5Cette note des renseignements, qui décrit combien les Français installés en Syrie et au Liban sont inquiets de l’agitation qui règne en Palestine, peut paraître anecdotique. Elle ne l’est pourtant en rien et l’affaire du « paravent » va se révéler lourde de conséquences politiques en inaugurant un cycle de violences entre Juifs et Musulmans. La période mandataire pendant laquelle s’élaborent les institutions juives pré-étatiques en Palestine est marquée par d’intenses débats internes sur le droit des femmes du Yishouv à participer aux futures assemblées et conseils représentatifs10. Le grand rabbin séfarade Uziel défendait le fait que des femmes puissent être membres à part entière des instances élues contrairement au rabbin Kook qui restait sur des positions conservatrices. Pourtant la tentative d’installer au Mur une séparation entre les sexes a alors largement dépassé la question du débat des futurs droits entre hommes et femmes juifs, pour prendre une dimension nationaliste et politique. L’aménagement de ce lieu par l’introduction d’un paravent ou de sièges revenait à bouleverser le statu quo et à inquiéter une communauté musulmane et son grand Mufti attachés au principe de la propriété inaliénable du lieu. Transformer ce lieu de pèlerinage « toléré » en synagogue a été immédiatement interprété, par les musulmans, comme une tentative d’appropriation du lieu et de provocation. La crise qui en a découlé a été majeure et emblématique.

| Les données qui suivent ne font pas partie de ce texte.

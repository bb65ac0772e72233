//! In-process command handlers that bypass the system shell.
//!
//! Lookup is an exact match on the first whitespace-delimited token against a
//! static table; there are no aliases or prefix matches.

use chrono::Local;
use domain::models::CommandOutput;
use once_cell::sync::Lazy;
use std::collections::HashMap;
use std::fs;
use std::io;
use std::path::Path;

type Handler = fn(&[&str]) -> Result<String, String>;

pub struct Builtin {
    pub name: &'static str,
    pub description: &'static str,
    handler: Handler,
}

static BUILTINS: &[Builtin] = &[
    Builtin {
        name: "help",
        description: "Show available commands",
        handler: help,
    },
    Builtin {
        name: "clear",
        description: "Clear the output history",
        handler: clear,
    },
    Builtin {
        name: "pwd",
        description: "Show current working directory",
        handler: pwd,
    },
    Builtin {
        name: "ls",
        description: "List directory contents",
        handler: ls,
    },
    Builtin {
        name: "cat",
        description: "Display file contents",
        handler: cat,
    },
    Builtin {
        name: "echo",
        description: "Display text",
        handler: echo,
    },
    Builtin {
        name: "date",
        description: "Show current date and time",
        handler: date,
    },
    Builtin {
        name: "whoami",
        description: "Show current user",
        handler: whoami,
    },
];

static REGISTRY: Lazy<HashMap<&'static str, &'static Builtin>> =
    Lazy::new(|| BUILTINS.iter().map(|b| (b.name, b)).collect());

pub fn lookup(name: &str) -> Option<&'static Builtin> {
    REGISTRY.get(name).copied()
}

pub fn all() -> &'static [Builtin] {
    BUILTINS
}

/// Run `input` if its first token names a builtin. Returns `None` when the
/// input should go to the system shell instead.
pub fn dispatch(input: &str) -> Option<CommandOutput> {
    let trimmed = input.trim();
    let mut tokens = trimmed.split_whitespace();
    let builtin = lookup(tokens.next()?)?;
    let args: Vec<&str> = tokens.collect();

    let record = match (builtin.handler)(&args) {
        Ok(output) => CommandOutput::success(trimmed, output),
        Err(error) => CommandOutput::failure(trimmed, error, Some(1)),
    };
    Some(record.with_prompt(input))
}

fn help(_args: &[&str]) -> Result<String, String> {
    let mut lines: Vec<String> = BUILTINS
        .iter()
        .map(|b| format!("{:<8} {}", b.name, b.description))
        .collect();
    lines.insert(2, format!("{:<8} {}", "exit", "Exit the application"));
    lines.push(String::new());
    lines.push("Any other command is executed in the system shell.".to_string());
    Ok(lines.join("\n"))
}

fn clear(_args: &[&str]) -> Result<String, String> {
    Ok("✨ Output history cleared".to_string())
}

fn pwd(_args: &[&str]) -> Result<String, String> {
    std::env::current_dir()
        .map(|dir| dir.display().to_string())
        .map_err(|err| describe_io_error(&err, "uv_cwd", ""))
}

fn ls(args: &[&str]) -> Result<String, String> {
    let path = args.first().copied().unwrap_or(".");
    let entries = fs::read_dir(path).map_err(|err| describe_io_error(&err, "scandir", path))?;

    let mut names: Vec<String> = entries
        .filter_map(|entry| entry.ok())
        .map(|entry| entry.file_name().to_string_lossy().into_owned())
        .collect();
    names.sort();

    let rows: Vec<String> = names
        .iter()
        .map(|name| match fs::metadata(Path::new(path).join(name)) {
            Ok(meta) => {
                let icon = if meta.is_dir() { "📁" } else { "📄" };
                let modified = meta
                    .modified()
                    .ok()
                    .map(|time| {
                        chrono::DateTime::<Local>::from(time)
                            .format("%Y-%m-%d")
                            .to_string()
                    })
                    .unwrap_or_default();
                format!("{} {:<20} {:>8} {}", icon, name, meta.len(), modified)
            }
            Err(_) => format!("❓ {}", name),
        })
        .collect();

    if rows.is_empty() {
        Ok("No items found".to_string())
    } else {
        Ok(rows.join("\n"))
    }
}

fn cat(args: &[&str]) -> Result<String, String> {
    let Some(path) = args.first() else {
        return Err("Usage: cat <filename>".to_string());
    };
    fs::read_to_string(path).map_err(|err| describe_io_error(&err, "open", path))
}

fn echo(args: &[&str]) -> Result<String, String> {
    Ok(args.join(" "))
}

fn date(_args: &[&str]) -> Result<String, String> {
    Ok(Local::now().format("%a %b %d %Y %H:%M:%S %z").to_string())
}

fn whoami(_args: &[&str]) -> Result<String, String> {
    Ok(std::env::var("USER")
        .or_else(|_| std::env::var("USERNAME"))
        .unwrap_or_else(|_| "unknown".to_string()))
}

/// Render an I/O failure as `ENOENT: no such file or directory, open 'a.txt'`.
fn describe_io_error(err: &io::Error, op: &str, path: &str) -> String {
    let (code, message) = match (err.kind(), err.raw_os_error()) {
        (io::ErrorKind::NotFound, _) => ("ENOENT", "no such file or directory"),
        (io::ErrorKind::PermissionDenied, _) => ("EACCES", "permission denied"),
        (_, Some(20)) => ("ENOTDIR", "not a directory"),
        (_, Some(21)) => ("EISDIR", "illegal operation on a directory"),
        _ => return err.to_string(),
    };
    if path.is_empty() {
        format!("{}: {}, {}", code, message, op)
    } else {
        format!("{}: {}, {} '{}'", code, message, op, path)
    }
}
pub mod assistant;
pub mod diagnostic_runner;
pub mod prompt_builder;
pub mod retry_chain;

use assistant::AiAssistant;
use diagnostic_runner::DiagnosticRunner;
use domain::services::CommandExecutor;
use infrastructure::{
    config::Config, providers::PullProgress, CommandRunner, ContextCache, HistoryStore,
    ProviderRegistry, StreamingCommandRunner,
};
use retry_chain::{RetryChainManager, RetryPolicy};
use shared::error::Result;
use std::path::PathBuf;
use std::sync::Arc;
use tokio::sync::mpsc;

/// Everything one interactive session needs, wired against a project root.
pub struct Engine {
    pub config: Config,
    pub context: Arc<ContextCache>,
    pub history: Arc<HistoryStore>,
    pub assistant: Arc<AiAssistant>,
    pub streaming: Arc<StreamingCommandRunner>,
    pub retry: RetryChainManager,
    pub shell_retry: RetryChainManager,
    pub diagnostics: DiagnosticRunner,
}

/// Default engine: buffered runner for recovery and diagnostics, streaming
/// runner for shell mode, on-disk history under the metadata directory.
pub fn create_engine(
    config: Config,
    project_root: PathBuf,
    pull_progress: Option<mpsc::Sender<PullProgress>>,
) -> Result<Engine> {
    let history = Arc::new(HistoryStore::discover());
    create_engine_with_history(config, project_root, history, pull_progress)
}

pub fn create_engine_with_history(
    config: Config,
    project_root: PathBuf,
    history: Arc<HistoryStore>,
    pull_progress: Option<mpsc::Sender<PullProgress>>,
) -> Result<Engine> {
    let context = Arc::new(ContextCache::new(project_root));
    let providers = ProviderRegistry::with_defaults(pull_progress)?;
    let assistant = Arc::new(AiAssistant::new(config.clone(), providers, context.clone()));

    let runner: Arc<dyn CommandExecutor> = Arc::new(CommandRunner::new());
    let streaming = Arc::new(StreamingCommandRunner::new().with_timeout(config.stream_timeout()));
    let policy = RetryPolicy::from_config(&config);

    let retry = RetryChainManager::new(
        runner.clone(),
        assistant.clone(),
        history.clone(),
        context.clone(),
    )
    .with_policy(policy);
    let shell_retry = RetryChainManager::new(
        streaming.clone(),
        assistant.clone(),
        history.clone(),
        context.clone(),
    )
    .with_policy(policy);
    let diagnostics = DiagnosticRunner::new(runner, assistant.clone(), history.clone());

    Ok(Engine {
        config,
        context,
        history,
        assistant,
        streaming,
        retry,
        shell_retry,
        diagnostics,
    })
}
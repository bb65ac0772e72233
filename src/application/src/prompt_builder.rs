//! Prompt text for the assistant. Pure string assembly, no I/O.

use domain::entities::context::PromptContext;
use domain::models::{RetryChain, StepResult};

/// User-turn instruction sent alongside a recovery or analysis prompt.
pub const RECOVERY_INSTRUCTION: &str = "Respond with the JSON object only.";

const RESPONSE_FORMAT: &str = r#"RESPONSE FORMAT (Always valid JSON):
{
  "type": "command | diagnostic | explanation | conversation",
  "content": "Main explanation or response",
  "command": "Only if type is command",
  "explanation": "Optional explanation for command",
  "confidence": 1-10,
  "steps": [
    {
      "label": "What this step checks",
      "command": "Shell command",
      "explanation": "Why this step helps",
      "safe": true
    }
  ],
  "final_command": "Optional final shell command",
  "final_safe": true
}
Only include 'steps', 'final_command', and 'final_safe' if type === "diagnostic"."#;

const BASE_PROMPT: &str = r#"You are an intelligent CLI assistant that understands user intent and responds appropriately.

RESPONSE FORMAT: You must respond with a JSON object containing:
{
  "type": "command|explanation|answer|conversation|diagnostic",
  "content": "your main response",
  "command": "shell command if type is command",
  "steps": [
    {
      "label": "Describe what this checks",
      "command": "shell command",
      "explanation": "What the user can learn from it",
      "safe": true
    }
  ],
  "final_command": "optional command to try at the end",
  "final_safe": false,
  "explanation": "optional explanation for commands",
  "confidence": 1-10
}

INTENT DETECTION:
- "command": User wants to execute a shell command (e.g., "list files", "install package", "check git status")
- "explanation": User wants to understand how something works (e.g., "how does grep work?", "explain docker")
- "answer": User asks a factual question (e.g., "what is the difference between...", "when was...")
- "conversation": User is chatting, greeting, or making casual conversation
- "diagnostic": Provide 2-5 safe diagnostic steps to investigate

COMMAND GUIDELINES:
- If a value is needed to complete a command, put it inside < > so the user can fill it in
- Suggest the most appropriate single command or pipeline
- Consider the user's environment and context
- Use modern, safe practices
- For complex operations, break into steps if needed
- Always explain potentially dangerous commands
- If a command may be dangerous (e.g. 'rm', 'dd', 'mkfs', 'chmod', 'reboot'), ALWAYS include a clear warning in the "explanation" field that starts with: "**WARNING:**"

CONTEXT INFORMATION:"#;

const EXAMPLES: &str = r#"EXAMPLES:
User: "list files" → {"type": "command", "content": "ls -la", "command": "ls -la", "confidence": 9}
User: "how does grep work?" → {"type": "explanation", "content": "grep is a command-line utility...", "confidence": 8}
User: "what is Python?" → {"type": "answer", "content": "Python is a high-level programming language...", "confidence": 9}
User: "hello" → {"type": "conversation", "content": "Hello! How can I help you today?", "confidence": 10}

Always respond with valid JSON only."#;

pub fn build_system_prompt(context: &PromptContext) -> String {
    let mut prompt = String::from(BASE_PROMPT);

    let lines = [
        ("Operating System", &context.os),
        ("Project Language", &context.language),
        ("Shell", &context.shell),
        ("Git Repository", &context.git_repo),
        ("Available Package Managers", &context.package_managers),
        ("Python Environment", &context.python_env),
    ];
    for (label, value) in lines {
        if let Some(value) = value.as_deref().filter(|v| !v.is_empty()) {
            prompt.push_str(&format!("\n- {}: {}", label, value));
        }
    }

    prompt.push_str("\n\n");
    prompt.push_str(EXAMPLES);
    prompt
}

/// Every attempt in the chain, oldest first.
pub fn format_attempts(chain: &RetryChain) -> String {
    chain
        .attempts()
        .iter()
        .enumerate()
        .map(|(i, attempt)| {
            format!(
                "Attempt {}:\n- Origin: {}\n- Prompt: {}\n- Command: {}\n- Output: {}\n- Error: {}",
                i + 1,
                attempt.origin,
                attempt.prompt,
                attempt.command,
                attempt.output.as_deref().unwrap_or("none"),
                attempt.error.as_deref().unwrap_or("none"),
            )
        })
        .collect::<Vec<_>>()
        .join("\n\n")
}

/// System prompt plus the failing command and the full attempt history.
pub fn build_recovery_prompt(chain: &RetryChain, context: &PromptContext) -> String {
    let (command, error) = chain
        .last()
        .map(|last| {
            (
                last.command.as_str(),
                last.error.as_deref().unwrap_or("No error info"),
            )
        })
        .unwrap_or(("", "No error info"));

    format!(
        "{base}\n\n--- SMART ERROR RECOVERY MODE ---\n\n\
         The previous command failed.\n\n\
         Command:\n```\n{command}\n```\n\n\
         Error:\n```\n{error}\n```\n\n\
         Attempt history:\n{history}\n\n\
         YOUR JOB:\n\n\
         1. Analyze the error and determine what kind of response is best:\n   \
         - \"command\": Suggest one shell command to fix the issue\n   \
         - \"diagnostic\": Provide 2-5 safe diagnostic steps to investigate\n   \
         - \"explanation\": Just explain why it failed if no command is useful\n   \
         - \"conversation\": If the error is not technical, respond politely\n\n\
         2. Respond in a consistent JSON format (see below)\n\n\
         {format}\n",
        base = build_system_prompt(context),
        command = command,
        error = error,
        history = format_attempts(chain),
        format = RESPONSE_FORMAT,
    )
}

/// Per-step ✅/❌ lines: label, command, then output or error.
pub fn diagnostic_summary(results: &[StepResult]) -> String {
    results
        .iter()
        .map(|result| {
            let detail = if result.success {
                result.output.as_str()
            } else {
                result.error.as_deref().unwrap_or(result.output.as_str())
            };
            format!(
                "🔍 {}\n$ {}\n{} {}\n",
                result.step.label,
                result.step.command,
                if result.success { "✅" } else { "❌" },
                detail
            )
        })
        .collect::<Vec<_>>()
        .join("\n")
}

pub fn build_analysis_prompt(
    original_prompt: &str,
    chain: Option<&RetryChain>,
    results: &[StepResult],
) -> String {
    let chain_json = chain
        .and_then(|c| serde_json::to_string_pretty(c).ok())
        .unwrap_or_else(|| "null".to_string());

    format!(
        "Please analyze this diagnostic session:\n\n\
         📋 Original Issue:\n{prompt}\n\n\
         🔁 Retry Chain:\n{chain}\n\n\
         📊 Diagnostic Results:\n{summary}\n\n\
         Please provide a short, simple summary and recommendations based on these \
         diagnostic results. In the content, mention the initial command and what was \
         tried to resolve it, including the diagnostic steps.\n\
         1. Analyze and determine what kind of response is best:\n   \
         - \"explanation\": Just explain why it failed if no command is useful\n\
         2. Respond in a consistent JSON format (see below)\n\n\
         {format}\n",
        prompt = original_prompt,
        chain = chain_json,
        summary = diagnostic_summary(results),
        format = RESPONSE_FORMAT,
    )
}
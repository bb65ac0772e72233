use async_trait::async_trait;
use domain::entities::context::{
    CachedContext, ContextInfo, DynamicContext, PromptContext, StaticContext,
};
use domain::services::ContextSource;
use shared::error::{Error, Result};
use shared::types::METADATA_DIR;
use std::io::Write;
use std::path::{Path, PathBuf};
use std::sync::Arc;
use std::time::{Duration, Instant};
use tempfile::NamedTempFile;
use tracing::{debug, info, warn};

use super::detector::{self, ToolProbe, WhichProbe};

pub const CACHE_VERSION: &str = "1.0.0";
pub const CACHE_TTL: Duration = Duration::from_secs(24 * 60 * 60);

/// Result of a full context load.
#[derive(Debug, Clone)]
pub struct ContextSnapshot {
    pub info: ContextInfo,
    pub compact: String,
    /// Whether the static half came from a valid cache entry.
    pub cached: bool,
    pub elapsed: Duration,
}

/// Per-project context cache.
///
/// The static half is stored in `<root>/.mindshell/context-<folder>-<hash>.json`
/// and reused while its version, age and project hash all check out. The
/// dynamic half is recomputed on every call. Cache I/O failures only cost a
/// recompute.
pub struct ContextCache {
    root: PathBuf,
    probe: Arc<dyn ToolProbe>,
    ttl: Duration,
}

impl ContextCache {
    pub fn new(root: impl Into<PathBuf>) -> Self {
        Self::with_probe(root, Arc::new(WhichProbe))
    }

    pub fn with_probe(root: impl Into<PathBuf>, probe: Arc<dyn ToolProbe>) -> Self {
        let root = root.into();
        let root = root.canonicalize().unwrap_or(root);
        Self {
            root,
            probe,
            ttl: CACHE_TTL,
        }
    }

    pub fn with_ttl(mut self, ttl: Duration) -> Self {
        self.ttl = ttl;
        self
    }

    pub fn root(&self) -> &Path {
        &self.root
    }

    pub fn cache_path(&self) -> PathBuf {
        let folder = self
            .root
            .file_name()
            .map(|name| name.to_string_lossy().into_owned())
            .unwrap_or_else(|| "root".to_string());
        let digest = format!("{:x}", md5::compute(self.root.display().to_string()));
        self.root
            .join(METADATA_DIR)
            .join(format!("context-{}-{}.json", folder, &digest[..8]))
    }

    /// The stored entry, if it passes version, TTL and hash checks.
    pub async fn load_cached(&self) -> Option<CachedContext> {
        match self.read_valid_entry().await {
            Ok(entry) => entry,
            Err(err) => {
                debug!("Context cache unreadable: {}", err);
                None
            }
        }
    }

    async fn read_valid_entry(&self) -> Result<Option<CachedContext>> {
        let path = self.cache_path();
        if !path.exists() {
            return Ok(None);
        }
        let text = tokio::fs::read_to_string(&path).await?;
        let cached: CachedContext = serde_json::from_str(&text)?;

        if cached.version != CACHE_VERSION {
            debug!("Context cache version mismatch: {}", cached.version);
            return Ok(None);
        }
        let age_ms = chrono::Utc::now().timestamp_millis() - cached.timestamp;
        if age_ms < 0 || age_ms as u128 >= self.ttl.as_millis() {
            debug!("Context cache expired ({} ms old)", age_ms);
            return Ok(None);
        }
        let current = detector::project_hash(&self.root).await;
        if cached.project_hash != current {
            debug!("Context cache hash mismatch");
            return Ok(None);
        }
        Ok(Some(cached))
    }

    /// Persist the entry off the async runtime; see [`write_entry`].
    async fn save(&self, static_context: &StaticContext, project_hash: String) -> Result<()> {
        let path = self.cache_path();
        let entry = CachedContext {
            version: CACHE_VERSION.to_string(),
            timestamp: chrono::Utc::now().timestamp_millis(),
            project_hash,
            static_context: static_context.clone(),
        };
        tokio::task::spawn_blocking(move || write_entry(&path, &entry))
            .await
            .map_err(|err| Error::Cache(format!("cache writer failed: {}", err)))?
    }

    async fn compute_static(&self) -> StaticContext {
        let (system, tools, project) = tokio::join!(
            detector::system_info(),
            detector::detect_tools(self.probe.as_ref()),
            detector::detect_project(&self.root)
        );
        StaticContext {
            system,
            tools,
            project,
        }
    }

    /// Static context plus whether it was served from cache.
    pub async fn static_context(&self) -> (StaticContext, bool) {
        if let Some(cached) = self.load_cached().await {
            debug!("Context cache hit: {}", self.cache_path().display());
            return (cached.static_context, true);
        }

        info!("Generating fresh context for {}", self.root.display());
        let fresh = self.compute_static().await;
        let hash = detector::project_hash(&self.root).await;
        if let Err(err) = self.save(&fresh, hash).await {
            warn!("Failed to save context cache: {}", err);
        }
        (fresh, false)
    }

    pub async fn dynamic_context(&self) -> DynamicContext {
        let (git, files) = tokio::join!(
            detector::git_info(&self.root),
            detector::file_system_context(&self.root)
        );
        DynamicContext {
            location: detector::location_info(&self.root),
            git,
            files,
        }
    }

    pub async fn detect(&self) -> ContextInfo {
        let ((static_context, _), dynamic) =
            tokio::join!(self.static_context(), self.dynamic_context());
        ContextInfo::merge(static_context, dynamic)
    }

    pub async fn load(&self) -> ContextSnapshot {
        let started = Instant::now();
        let ((static_context, cached), dynamic) =
            tokio::join!(self.static_context(), self.dynamic_context());
        let info = ContextInfo::merge(static_context, dynamic);
        ContextSnapshot {
            compact: info.compact(),
            info,
            cached,
            elapsed: started.elapsed(),
        }
    }

    /// One-line status that never triggers tool probing.
    pub async fn quick_status(&self) -> String {
        let cached = self.load_cached().await;
        let location = detector::location_info(&self.root);
        let git = detector::git_info(&self.root).await;

        let Some(cached) = cached else {
            return format!(
                "DIR: {} | git:{} {}",
                location.name,
                git.branch.as_deref().unwrap_or("no-git"),
                if git.has_changes == Some(true) {
                    "modified"
                } else {
                    "clean"
                }
            );
        };

        let system = &cached.static_context.system;
        let project = &cached.static_context.project;
        let mut parts = vec![format!("SYS: {}/{}", system.os, system.arch)];
        if !project.languages.is_empty() {
            parts.push(format!("LANG: {}", project.languages.join(", ")));
        }
        if let Some(pm) = &project.package_manager {
            parts.push(format!("PKG: {}", pm));
        }
        parts.push(format!("DIR: {}", location.name));
        if let Some(status) = git.status_fragment() {
            parts.push(status);
        }
        parts.join(" | ")
    }

    /// Drop the stored entry and regenerate it.
    pub async fn refresh(&self) -> Result<StaticContext> {
        let path = self.cache_path();
        if path.exists() {
            tokio::fs::remove_file(&path).await?;
        }
        let (fresh, _) = self.static_context().await;
        info!("Context cache refreshed");
        Ok(fresh)
    }
}

/// Write-to-temp then rename, so readers never see a partial file.
fn write_entry(path: &Path, entry: &CachedContext) -> Result<()> {
    let dir = path
        .parent()
        .ok_or_else(|| Error::Cache("cache path has no parent".to_string()))?;
    std::fs::create_dir_all(dir)?;

    let mut tmp = NamedTempFile::new_in(dir)?;
    tmp.write_all(serde_json::to_string_pretty(entry)?.as_bytes())?;
    tmp.flush()?;
    tmp.persist(path)
        .map_err(|err| Error::Cache(format!("rename failed: {}", err)))?;
    Ok(())
}

#[async_trait]
impl ContextSource for ContextCache {
    async fn prompt_context(&self) -> PromptContext {
        PromptContext::from(&self.detect().await)
    }
}

#[cfg(test)]
mod tests {
    use super::*;
    use std::fs;
    use std::sync::atomic::{AtomicUsize, Ordering};

    #[derive(Default)]
    struct CountingProbe(AtomicUsize);

    #[async_trait]
    impl ToolProbe for CountingProbe {
        async fn available(&self, tool: &str) -> bool {
            self.0.fetch_add(1, Ordering::SeqCst);
            tool == "git"
        }
    }

    fn setup() -> (tempfile::TempDir, Arc<CountingProbe>, ContextCache) {
        let dir = tempfile::tempdir().unwrap();
        fs::write(dir.path().join("Cargo.toml"), "[package]\nname = \"demo\"").unwrap();
        let probe = Arc::new(CountingProbe::default());
        let cache = ContextCache::with_probe(dir.path(), probe.clone());
        (dir, probe, cache)
    }

    #[tokio::test]
    async fn second_load_hits_cache_without_probing() {
        let (_dir, probe, cache) = setup();

        let first = cache.load().await;
        let probes = probe.0.load(Ordering::SeqCst);
        assert!(!first.cached);
        assert!(probes > 0);
        assert!(cache.cache_path().exists());

        let second = cache.load().await;
        assert!(second.cached);
        assert_eq!(probe.0.load(Ordering::SeqCst), probes);
        assert_eq!(first.info.project, second.info.project);
        assert_eq!(first.info.tools, second.info.tools);
    }

    #[tokio::test]
    async fn manifest_change_invalidates() {
        let (dir, probe, cache) = setup();
        cache.load().await;
        let probes = probe.0.load(Ordering::SeqCst);

        fs::write(dir.path().join("Cargo.toml"), "[package]\nname = \"renamed\"").unwrap();
        let again = cache.load().await;
        assert!(!again.cached);
        assert_eq!(probe.0.load(Ordering::SeqCst), probes * 2);
    }

    #[tokio::test]
    async fn expired_entry_is_ignored() {
        let (_dir, _probe, cache) = setup();
        let cache = cache.with_ttl(Duration::from_millis(0));
        cache.load().await;
        assert!(cache.load_cached().await.is_none());
    }

    #[tokio::test]
    async fn version_mismatch_is_ignored() {
        let (_dir, _probe, cache) = setup();
        cache.load().await;

        let path = cache.cache_path();
        let mut json: serde_json::Value =
            serde_json::from_str(&fs::read_to_string(&path).unwrap()).unwrap();
        json["version"] = serde_json::json!("0.9.0");
        fs::write(&path, json.to_string()).unwrap();

        assert!(cache.load_cached().await.is_none());
    }

    #[tokio::test]
    async fn corrupt_cache_falls_back_to_recompute() {
        let (_dir, _probe, cache) = setup();
        let path = cache.cache_path();
        fs::create_dir_all(path.parent().unwrap()).unwrap();
        fs::write(&path, "{ not json").unwrap();

        let snapshot = cache.load().await;
        assert!(!snapshot.cached);
        assert!(cache.load_cached().await.is_some());
    }

    #[tokio::test]
    async fn cache_file_layout() {
        let (dir, _probe, cache) = setup();
        cache.load().await;

        let path = cache.cache_path();
        let name = path.file_name().unwrap().to_string_lossy().into_owned();
        let folder = dir.path().file_name().unwrap().to_string_lossy().into_owned();
        assert!(name.starts_with(&format!("context-{}-", folder)));

        let json: serde_json::Value =
            serde_json::from_str(&fs::read_to_string(&path).unwrap()).unwrap();
        assert_eq!(json["version"], CACHE_VERSION);
        assert!(json["staticc"]["project"]["languages"]
            .as_array()
            .unwrap()
            .contains(&serde_json::json!("Rust")));
    }

    #[tokio::test]
    async fn refresh_regenerates() {
        let (_dir, probe, cache) = setup();
        cache.load().await;
        let probes = probe.0.load(Ordering::SeqCst);

        cache.refresh().await.unwrap();
        assert_eq!(probe.0.load(Ordering::SeqCst), probes * 2);
        assert!(cache.load_cached().await.is_some());
    }

    #[tokio::test]
    async fn quick_status_without_cache_is_minimal() {
        let (_dir, probe, cache) = setup();
        let status = cache.quick_status().await;
        assert!(status.starts_with("DIR: "));
        assert_eq!(probe.0.load(Ordering::SeqCst), 0);

        cache.load().await;
        let status = cache.quick_status().await;
        assert!(status.starts_with("SYS: "));
        assert!(status.contains("LANG: Rust"));
    }

    #[tokio::test(flavor = "multi_thread", worker_threads = 2)]
    async fn concurrent_writers_leave_one_complete_entry() {
        let (dir, _probe, first) = setup();
        let second = ContextCache::with_probe(dir.path(), Arc::new(CountingProbe::default()));

        let (a, b) = tokio::join!(first.load(), second.load());
        assert!(!a.cached || !b.cached);

        let entries: Vec<_> = fs::read_dir(dir.path().join(METADATA_DIR))
            .unwrap()
            .map(|entry| entry.unwrap().path())
            .collect();
        assert_eq!(entries, vec![first.cache_path()]);
        assert!(first.load_cached().await.is_some());
    }
}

  • 11 Barnavi 1988 : 33-43.
  • 12 Halperin-Kaddari & Yadgar 2012 : 119-137.
  • 13 Handelman 1990 : 205-208.
  • 14 Stoper-Perez & Goldberg 1989.

6C’est avec la création de l’État d’Israël mais surtout avec la reconquête territoriale de la ville en 1967 par les Israéliens que le Mur a changé de statut. Les religieux ont obtenu dans cette « démocratie à substrat biblique »11 des chasses gardées, comme celle de la gestion du statut personnel (mariage, divorces, conversions)12 et plus concrètement la mainmise sur l’administration des lieux saints et de leurs institutions. De simple lieu de vénération populaire, le Mur a alors été aménagé en « synagogue orthodoxe », en étant confié au ministère des Affaires religieuses. Il est devenu un lieu officiel sacré reconnu et géré par l’État d’Israël et le grand rabbinat. Cette captation du lieu par les autorités orthodoxes s’est accompagnée de l’installation d’une hiérarchie genrée dans le rituel et dans l’aménagement de l’espace. C’est à cette date que le quartier juif de la vieille ville de Jérusalem a été réaménagé, que les constructions musulmanes face au Mur ont été détruites et qu’une vaste esplanade (la « plazza ») a été aménagée. Dans cette reconquête de la ville de Jérusalem réunifiée, le Mur est alors devenu un site investi d’un grand symbolisme religieux et national. On y célèbre de grands événements nationaux et militaires comme l’ouverture de la cérémonie du Souvenir (Yom Ha-Zikaron)13. Eu égard à ce contexte, la lutte des femmes pour un égal accès au Mur ne concerne pas un espace anodin mais un lieu emblématique pour les Juifs d’Israël et de la diaspora : objet de tous les fantasmes, de tous les attachements, haut lieu nationaliste pour les un-e-s ou de détestation pour les autres14.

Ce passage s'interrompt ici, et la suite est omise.